I'm aware that in the first decade of the 21st Century Sister Catharine's second weapon will sound a little strange to some, accustomed as we are to thoughts of self-realisation, self-actualisation, self-improvement, self-importance... but it is honestly essential. The older I get, and the longer I keep at this strange occupation of ours, the more it seems essential.
"The heart is deceitful above all things and beyond cure. Who can understand it?" (Jeremiah 17.9 NIV)
The heart deceives itself; it deceives the very person in whose breast it beats. Unless we trust God utterly, and ourselves very little, we're going to trip over every spiritual obstacle, and every quirk of our own humanness - what used to be called "the flesh".

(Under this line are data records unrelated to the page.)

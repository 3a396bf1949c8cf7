//! Target list canonicalization.
//!
//! A normalized list is sorted, free of duplicates and every entry is
//! lowercase with no `http(s)://` scheme and no trailing slash. Normalizing a
//! normalized list returns it unchanged.

use std::collections::{BTreeSet, HashSet};
use std::fs;
use std::path::Path;

use super::TargetError;

const SCHEMES: [&str; 2] = ["http://", "https://"];

/// Canonicalizes a single line, `None` for blanks and comments.
pub fn normalize_target(line: &str) -> Option<String> {
    let mut current: String = line.trim().to_lowercase();
    if current.starts_with('#') {
        return None;
    }

    loop {
        let mut next: &str = current.as_str();
        for scheme in SCHEMES {
            next = next.strip_prefix(scheme).unwrap_or(next);
        }
        let next: &str = next.trim_end_matches('/').trim();
        if next == current {
            break;
        }
        current = next.to_string();
    }

    if current.is_empty() || current.starts_with('#') {
        return None;
    }
    Some(current)
}

/// Normalizes a sequence of raw lines.
///
/// Fails with [`TargetError::EmptyResult`] when nothing survives, callers
/// treat that as an error rather than "no new targets".
pub fn normalize_lines<I, S>(lines: I) -> Result<Vec<String>, TargetError>
where
    I: IntoIterator<Item = S>,
    S: AsRef<str>,
{
    let targets: BTreeSet<String> = lines
        .into_iter()
        .filter_map(|line| normalize_target(line.as_ref()))
        .collect();

    if targets.is_empty() {
        return Err(TargetError::EmptyResult);
    }
    Ok(targets.into_iter().collect())
}

pub fn normalize_bytes(bytes: &[u8]) -> Result<Vec<String>, TargetError> {
    let text = String::from_utf8_lossy(bytes);
    normalize_lines(text.split('\n'))
}

pub fn normalize_file(path: &Path) -> Result<Vec<String>, TargetError> {
    let bytes: Vec<u8> = fs::read(path).map_err(|source| TargetError::Io {
        path: path.to_path_buf(),
        source,
    })?;
    normalize_bytes(&bytes)
}

/// Union of `existing` and `new`, existing entries taking precedence, with
/// the result deduplicated and sorted again.
pub fn merge(existing: &[String], new: &[String]) -> Vec<String> {
    let mut seen: HashSet<&str> = HashSet::with_capacity(existing.len() + new.len());
    let mut out: Vec<String> = Vec::with_capacity(existing.len() + new.len());

    for target in existing.iter().chain(new) {
        if target.is_empty() || !seen.insert(target.as_str()) {
            continue;
        }
        out.push(target.clone());
    }

    out.sort();
    out
}

/// Merges `new` into the normalized contents of the targets file at
/// `current`. An unreadable or empty current file contributes nothing.
pub fn merge_with_file(current: Option<&Path>, new: &[String]) -> Vec<String> {
    let existing: Vec<String> = current
        .and_then(|path| normalize_file(path).ok())
        .unwrap_or_default();
    merge(&existing, new)
}

// ╔════════════════════════════════════════════╗
// ║ ████████╗███████╗███████╗████████╗███████╗ ║
// ║ ╚══██╔══╝██╔════╝██╔════╝╚══██╔══╝██╔════╝ ║
// ║    ██║   █████╗  ███████╗   ██║   ███████╗ ║
// ║    ██║   ██╔══╝  ╚════██║   ██║   ╚════██║ ║
// ║    ██║   ███████╗███████║   ██║   ███████║ ║
// ║    ╚═╝   ╚══════╝╚══════╝   ╚═╝   ╚══════╝ ║
// ╚════════════════════════════════════════════╝
pub mod regen;
pub mod run;
pub mod stages;

use std::path::PathBuf;

use anyhow::Context;
use chainscan_common::config::{self, Config};
use clap::{Args, Parser, Subcommand};

/// Embedded config written on first use and by `regen-config`.
pub const DEFAULT_CONFIG: &str = include_str!("../default/default.yaml");

#[derive(Parser)]
#[command(name = "chainscan")]
#[command(version, about = "Chains recon tools over targets grouped by apex domain.")]
pub struct CommandLine {
    #[command(subcommand)]
    pub command: Commands,

    /// Path to the config file (defaults to the per-user config)
    #[arg(short, long, global = true)]
    pub config: Option<PathBuf>,

    /// Enable debug logging
    #[arg(long, global = true)]
    pub debug: bool,
}

#[derive(Subcommand)]
pub enum Commands {
    /// Run every configured stage against the targets
    #[command(alias = "r")]
    Run(RunArgs),
    /// Overwrite the config file with the built-in default
    #[command(alias = "regen")]
    RegenConfig,
    /// List the configured stages
    #[command(alias = "s")]
    Stages,
}

#[derive(Args, Debug, Default, Clone)]
pub struct RunArgs {
    /// File with newline separated targets, or a single domain
    #[arg(short, long, required_unless_present = "url", conflicts_with = "url")]
    pub targets: Option<String>,

    /// Single URL or host target
    #[arg(short, long)]
    pub url: Option<String>,

    /// Output directory (overrides config)
    #[arg(short, long)]
    pub out: Option<PathBuf>,

    /// Reserved stage slots (overrides config when > 0)
    #[arg(long, default_value_t = 0)]
    pub concurrency: usize,

    /// Per-stage timeout in seconds, 0 disables (overrides config)
    #[arg(long)]
    pub tool_timeout: Option<u64>,

    /// Stream tool output instead of drawing the progress table
    #[arg(short, long)]
    pub verbose: bool,

    /// Stop everything on the first error
    #[arg(long)]
    pub fail_fast: bool,
}

impl RunArgs {
    /// The single target argument handed to the runner.
    pub fn target(&self) -> Option<&str> {
        self.url.as_deref().or(self.targets.as_deref())
    }
}

impl CommandLine {
    pub fn parse_args() -> Self {
        Self::parse()
    }

    /// Explicit `--config`, or the per-user default which is created from
    /// [`DEFAULT_CONFIG`] when missing.
    pub fn config_path(&self) -> anyhow::Result<PathBuf> {
        if let Some(path) = &self.config {
            return Ok(path.clone());
        }
        let path: PathBuf = config::default_config_path()?;
        config::ensure_config_file(&path, DEFAULT_CONFIG, false)
            .with_context(|| format!("creating default config at {}", path.display()))?;
        Ok(path)
    }

    pub fn load_config(&self) -> anyhow::Result<Config> {
        let path: PathBuf = self.config_path()?;
        Ok(Config::load_yaml(&path)?)
    }
}
use std::time::Duration;

use chrono::Local;
use tracing::warn;

use super::console::Console;
use super::format_duration;

/// Fixed-width event lines used instead of the table in verbose mode.
///
/// `TIME      APEX                TOOL          EVENT   DUR     EXIT`
#[derive(Debug, Clone)]
pub struct EventLog {
    console: Console,
    apex: String,
}

impl EventLog {
    pub fn new(console: Console, apex: &str) -> Self {
        Self {
            console,
            apex: apex.to_string(),
        }
    }

    pub fn header(&self) {
        self.emit(format_row("TIME", "APEX", "TOOL", "EVENT", "DUR", "EXIT"));
    }

    pub fn queued(&self, tool: &str) {
        self.event(tool, "queued", "-", "-");
    }

    pub fn skipped(&self, tool: &str) {
        self.event(tool, "skipped", &format_duration(Duration::ZERO), "0");
    }

    pub fn start(&self, tool: &str) {
        self.event(tool, "start", "-", "-");
    }

    pub fn done(&self, tool: &str, dur: Duration, exit: i32) {
        self.event(tool, "done", &format_duration(dur), &exit.to_string());
    }

    pub fn fail(&self, tool: &str, dur: Duration, exit: i32) {
        self.event(tool, "fail", &format_duration(dur), &exit.to_string());
    }

    /// `0` prints as `disabled`.
    pub fn timeout(&self, tool: &str, timeout: Option<Duration>) {
        let text: String = match timeout {
            Some(t) if !t.is_zero() => format!("{}s", t.as_secs()),
            _ => "disabled".to_string(),
        };
        self.detail(tool, "timeout", &text);
    }

    pub fn command(&self, tool: &str, command: &str) {
        self.detail(tool, "cmd", command);
    }

    pub fn error(&self, tool: &str, error: &dyn std::fmt::Display) {
        self.detail(tool, "error", &error.to_string());
    }

    /// Group-level `info key=value` line.
    pub fn info(&self, tool: &str, key: &str, value: &str) {
        self.detail(tool, "info", &format!("{key}={value}"));
    }

    fn event(&self, tool: &str, event: &str, dur: &str, exit: &str) {
        self.emit(format_row(&now(), &self.apex, tool, event, dur, exit));
    }

    fn detail(&self, tool: &str, event: &str, text: &str) {
        self.emit(format!(
            "{:<8}  {:<18}  {:<12}  {:<6}  {}",
            now(),
            self.apex,
            tool,
            event,
            text
        ));
    }

    fn emit(&self, line: String) {
        if let Err(e) = self.console.line(&line) {
            warn!("event log write failed: {e}");
        }
    }
}

fn now() -> String {
    Local::now().format("%H:%M:%S").to_string()
}

fn format_row(time: &str, apex: &str, tool: &str, event: &str, dur: &str, exit: &str) -> String {
    format!("{time:<8}  {apex:<18}  {tool:<12}  {event:<6}  {dur:<6}  {exit:<4}")
}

There's nothing perverse or sinister in what Catharine is saying. It's only when we don't take her advice that we have recourse to hair shirts and cold baths. So long as we walk in the way of the Psalmist who said, "I have strayed like a lost sheep. Seek your servant, for I have not forgotten your commands." (Psalm 119.176 NIV) we'll be OK. God's word will light our path, and all our prayers will be from the heart of a God we can trust utterly, who holds our trembling helplessness gently in his pierced hands, and loves us no matter what.
2 comments:
Oh How True!...the heart thing.
I blogged about that Jeremiah verse a week or so ago and came to a different conclusion, that I can trust my heart because Christ now dwells there.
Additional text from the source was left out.